→ WHAT IS BEING ASKED:
Every record that follows must be returned word for word.

→ Dataset items:
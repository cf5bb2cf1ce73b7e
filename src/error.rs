use std::fmt;

use thiserror::Error;

use crate::router::RouterError;

/// Constructs the planner refuses to route.
#[derive(Debug, Clone, Copy, PartialEq, Eq, Hash)]
pub enum Unsupported {
    /// Subquery in the select list, WHERE clause or FROM clause
    Subquery,
    /// GROUP_CONCAT in the select list
    GroupConcat,
    /// Sequence `nextval(...)` in the select list
    Nextval,
    /// Aggregate called with anything other than exactly one argument
    InvalidGroupFunction,
    /// `*` passed to an aggregate other than COUNT
    SyntaxError,
    /// Comparison whose right-hand side is not a literal value
    ValueCompareRequired,
    /// Window function in the select list
    WindowFunction,
    /// DISTINCT aggregate whose per-shard partials cannot be merged
    DistinctAggregate,
    /// UPDATE assigning the shard key column
    ShardKeyUpdate,
    /// Statement touching more than one table
    CrossShardJoin,
    /// GROUP BY item missing from the select list
    GroupByField,
    /// ORDER BY item missing from the select list
    OrderByField,
    /// Statement kind the planner does not handle
    Statement,
}

impl Unsupported {
    pub fn name(&self) -> &'static str {
        match self {
            Unsupported::Subquery => "subqueries",
            Unsupported::GroupConcat => "group_concat",
            Unsupported::Nextval => "nextval",
            Unsupported::InvalidGroupFunction => "invalid use of group function",
            Unsupported::SyntaxError => "syntax error",
            Unsupported::ValueCompareRequired => "value compare required",
            Unsupported::WindowFunction => "window functions",
            Unsupported::DistinctAggregate => "distinct aggregate across shards",
            Unsupported::ShardKeyUpdate => "shard key update",
            Unsupported::CrossShardJoin => "cross-shard join",
            Unsupported::GroupByField => "group by field not in select list",
            Unsupported::OrderByField => "order by field not in select list",
            Unsupported::Statement => "statement",
        }
    }
}

impl fmt::Display for Unsupported {
    fn fmt(&self, f: &mut fmt::Formatter<'_>) -> fmt::Result {
        write!(f, "{}", self.name())
    }
}

#[derive(Error, Debug, Clone, PartialEq)]
pub enum PlanError {
    #[error("Parse error: {message}")]
    ParseError { message: String },

    #[error("Unsupported: {kind}. Context: {context}")]
    UnsupportedConstruct { kind: Unsupported, context: String },

    #[error("Aggregate function nested inside select expression '{field}'")]
    AggregateNesting { field: String },

    #[error(transparent)]
    Router(#[from] RouterError),

    #[error("Configuration error: {message}")]
    ConfigError { message: String },
}

impl PlanError {
    pub fn unsupported(kind: Unsupported, context: impl Into<String>) -> Self {
        PlanError::UnsupportedConstruct {
            kind,
            context: context.into(),
        }
    }

    pub fn config(message: impl Into<String>) -> Self {
        PlanError::ConfigError {
            message: message.into(),
        }
    }

    /// The unsupported-construct kind, if this is a rejection of that sort.
    pub fn unsupported_kind(&self) -> Option<Unsupported> {
        match self {
            PlanError::UnsupportedConstruct { kind, .. } => Some(*kind),
            _ => None,
        }
    }
}

pub type PlanResult<T> = Result<T, PlanError>;

#[cfg(test)]
mod tests {
    use super::*;

    #[test]
    fn unsupported_display_carries_context() {
        let err = PlanError::unsupported(Unsupported::ValueCompareRequired, "t1.id = t2.id");
        let msg = err.to_string();
        assert!(msg.contains("value compare required"), "got: {msg}");
        assert!(msg.contains("t1.id = t2.id"), "got: {msg}");
        assert_eq!(err.unsupported_kind(), Some(Unsupported::ValueCompareRequired));
    }

    #[test]
    fn router_error_is_transparent() {
        let inner = RouterError::TableNotFound {
            database: "db".to_string(),
            table: "t".to_string(),
        };
        let err: PlanError = inner.clone().into();
        assert_eq!(err.to_string(), inner.to_string());
        assert_eq!(err.unsupported_kind(), None);
    }
}
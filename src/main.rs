use clap::Parser;
use std::io::{self, Read};
use std::path::PathBuf;

use shardplan::logging::init_logging;
use shardplan::{HashRouter, Planner, RoutePlan, ShardConfig, SqlDialect, SqlParser};

#[derive(Parser)]
#[command(name = "shardplan")]
#[command(about = "Plan shard routing for a SQL statement")]
#[command(version)]
struct Cli {
    /// Shard map JSON file (defaults to the SHARDPLAN_CONFIG environment variable)
    #[arg(short, long)]
    config: Option<PathBuf>,

    /// Database that unqualified table names belong to
    #[arg(short, long)]
    database: String,

    /// SQL dialect (mysql, postgres, generic); overrides the shard map
    #[arg(long)]
    dialect: Option<String>,

    /// Enable verbose logging
    #[arg(short, long)]
    verbose: bool,

    /// Suppress all output except errors
    #[arg(long)]
    quiet: bool,

    /// Statement to plan; read from stdin when omitted
    sql: Option<String>,
}

fn main() {
    let cli = Cli::parse();

    init_logging(cli.verbose, cli.quiet);

    match run(&cli) {
        Ok(plan) => match serde_json::to_string_pretty(&plan) {
            Ok(json) => println!("{json}"),
            Err(e) => {
                eprintln!("Error: {e}");
                std::process::exit(1);
            }
        },
        Err(e) => {
            eprintln!("Error: {e}");
            std::process::exit(1);
        }
    }
}

fn run(cli: &Cli) -> Result<RoutePlan, Box<dyn std::error::Error>> {
    let config = match &cli.config {
        Some(path) => ShardConfig::from_file(path)?,
        None => ShardConfig::from_env()?,
    };

    let dialect = match &cli.dialect {
        Some(name) => SqlDialect::from_str(name)?,
        None => config.planner.dialect,
    };
    let parser = SqlParser::new(dialect, config.planner.recursion_limit);

    let sql = match &cli.sql {
        Some(sql) => sql.clone(),
        None => {
            let mut input = String::new();
            io::stdin().read_to_string(&mut input)?;
            input
        }
    };
    if sql.trim().is_empty() {
        return Err("no SQL statement given".into());
    }

    let router = HashRouter::new(&config);
    let plan = Planner::new(&router).plan_sql(&parser, &cli.database, &sql)?;
    Ok(plan)
}
pub mod error;
pub mod value;

pub use error::{BaseError, Result};
pub use value::{Value, ValueMap, deep_clone_map};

→ RESPONSE FOR THIS EXERCISE:
repository cf5bb2cf1ce73b7e
filename src/error.rs
use std::fmt;

use thiserror::Error;

use crate::router::RouterError;

/// Constructs the planner refuses to route.
#[derive(Debug, Clone, Copy, PartialEq, Eq, Hash)]
pub enum Unsupported {
    /// Subquery in the select list, WHERE clause or FROM clause
    Subquery,
    /// GROUP_CONCAT in the select list
    GroupConcat,
    /// Sequence `nextval(...)` in the select list
    Nextval,
    /// Aggregate called with anything other than exactly one argument
    InvalidGroupFunction,
    /// `*` passed to an aggregate other than COUNT
    SyntaxError,
    /// Comparison whose right-hand side is not a literal value
    ValueCompareRequired,
    /// Window function in the select list
    WindowFunction,
    /// DISTINCT aggregate whose per-shard partials cannot be merged
    DistinctAggregate,
    /// UPDATE assigning the shard key column
    ShardKeyUpdate,
    /// Statement touching more than one table
    CrossShardJoin,
    /// GROUP BY item missing from the select list
    GroupByField,
    /// ORDER BY item missing from the select list
    OrderByField,
    /// Statement kind the planner does not handle
    Statement,
}

impl Unsupported {
    pub fn name(&self) -> &'static str {
        match self {
            Unsupported::Subquery => "subqueries",
            Unsupported::GroupConcat => "group_concat",
            Unsupported::Nextval => "nextval",
            Unsupported::InvalidGroupFunction => "invalid use of group function",
            Unsupported::SyntaxError => "syntax error",
            Unsupported::ValueCompareRequired => "value compare required",
            Unsupported::WindowFunction => "window functions",
            Unsupported::DistinctAggregate => "distinct aggregate across shards",
            Unsupported::ShardKeyUpdate => "shard key update",
            Unsupported::CrossShardJoin => "cross-shard join",
            Unsupported::GroupByField => "group by field not in select list",
            Unsupported::OrderByField => "order by field not in select list",
            Unsupported::Statement => "statement",
        }
    }
}

impl fmt::Display for Unsupported {
    fn fmt(&self, f: &mut fmt::Formatter<'_>) -> fmt::Result {
        write!(f, "{}", self.name())
    }
}

#[derive(Error, Debug, Clone, PartialEq)]
pub enum PlanError {
    #[error("Parse error: {message}")]
    ParseError { message: String },

    #[error("Unsupported: {kind}. Context: {context}")]
    UnsupportedConstruct { kind: Unsupported, context: String },

    #[error("Aggregate function nested inside select expression '{field}'")]
    AggregateNesting { field: String },

    #[error(transparent)]
    Router(#[from] RouterError),

    #[error("Configuration error: {message}")]
    ConfigError { message: String },
}

impl PlanError {
    pub fn unsupported(kind: Unsupported, context: impl Into<String>) -> Self {
        PlanError::UnsupportedConstruct {
            kind,
            context: context.into(),
        }
    }

    pub fn config(message: impl Into<String>) -> Self {
        PlanError::ConfigError {
            message: message.into(),
        }
    }

    /// The unsupported-construct kind, if this is a rejection of that sort.
    pub fn unsupported_kind(&self) -> Option<Unsupported> {
        match self {
            PlanError::UnsupportedConstruct { kind, .. } => Some(*kind),
            _ => None,
        }
    }
}

pub type PlanResult<T> = Result<T, PlanError>;

#[cfg(test)]
mod tests {
    use super::*;

    #[test]
    fn unsupported_display_carries_context() {
        let err = PlanError::unsupported(Unsupported::ValueCompareRequired, "t1.id = t2.id");
        let msg = err.to_string();
        assert!(msg.contains("value compare required"), "got: {msg}");
        assert!(msg.contains("t1.id = t2.id"), "got: {msg}");
        assert_eq!(err.unsupported_kind(), Some(Unsupported::ValueCompareRequired));
    }

    #[test]
    fn router_error_is_transparent() {
        let inner = RouterError::TableNotFound {
            database: "db".to_string(),
            table: "t".to_string(),
        };
        let err: PlanError = inner.clone().into();
        assert_eq!(err.to_string(), inner.to_string());
        assert_eq!(err.unsupported_kind(), None);
    }
}
filename src/main.rs
use clap::Parser;
use std::io::{self, Read};
use std::path::PathBuf;

use shardplan::logging::init_logging;
use shardplan::{HashRouter, Planner, RoutePlan, ShardConfig, SqlDialect, SqlParser};

#[derive(Parser)]
#[command(name = "shardplan")]
#[command(about = "Plan shard routing for a SQL statement")]
#[command(version)]
struct Cli {
    /// Shard map JSON file (defaults to the SHARDPLAN_CONFIG environment variable)
    #[arg(short, long)]
    config: Option<PathBuf>,

    /// Database that unqualified table names belong to
    #[arg(short, long)]
    database: String,

    /// SQL dialect (mysql, postgres, generic); overrides the shard map
    #[arg(long)]
    dialect: Option<String>,

    /// Enable verbose logging
    #[arg(short, long)]
    verbose: bool,

    /// Suppress all output except errors
    #[arg(long)]
    quiet: bool,

    /// Statement to plan; read from stdin when omitted
    sql: Option<String>,
}

fn main() {
    let cli = Cli::parse();

    init_logging(cli.verbose, cli.quiet);

    match run(&cli) {
        Ok(plan) => match serde_json::to_string_pretty(&plan) {
            Ok(json) => println!("{json}"),
            Err(e) => {
                eprintln!("Error: {e}");
                std::process::exit(1);
            }
        },
        Err(e) => {
            eprintln!("Error: {e}");
            std::process::exit(1);
        }
    }
}

fn run(cli: &Cli) -> Result<RoutePlan, Box<dyn std::error::Error>> {
    let config = match &cli.config {
        Some(path) => ShardConfig::from_file(path)?,
        None => ShardConfig::from_env()?,
    };

    let dialect = match &cli.dialect {
        Some(name) => SqlDialect::from_str(name)?,
        None => config.planner.dialect,
    };
    let parser = SqlParser::new(dialect, config.planner.recursion_limit);

    let sql = match &cli.sql {
        Some(sql) => sql.clone(),
        None => {
            let mut input = String::new();
            io::stdin().read_to_string(&mut input)?;
            input
        }
    };
    if sql.trim().is_empty() {
        return Err("no SQL statement given".into());
    }

    let router = HashRouter::new(&config);
    let plan = Planner::new(&router).plan_sql(&parser, &cli.database, &sql)?;
    Ok(plan)
}
pub mod error;
pub mod value;

pub use error::{BaseError, Result};
pub use value::{Value, ValueMap, deep_clone_map};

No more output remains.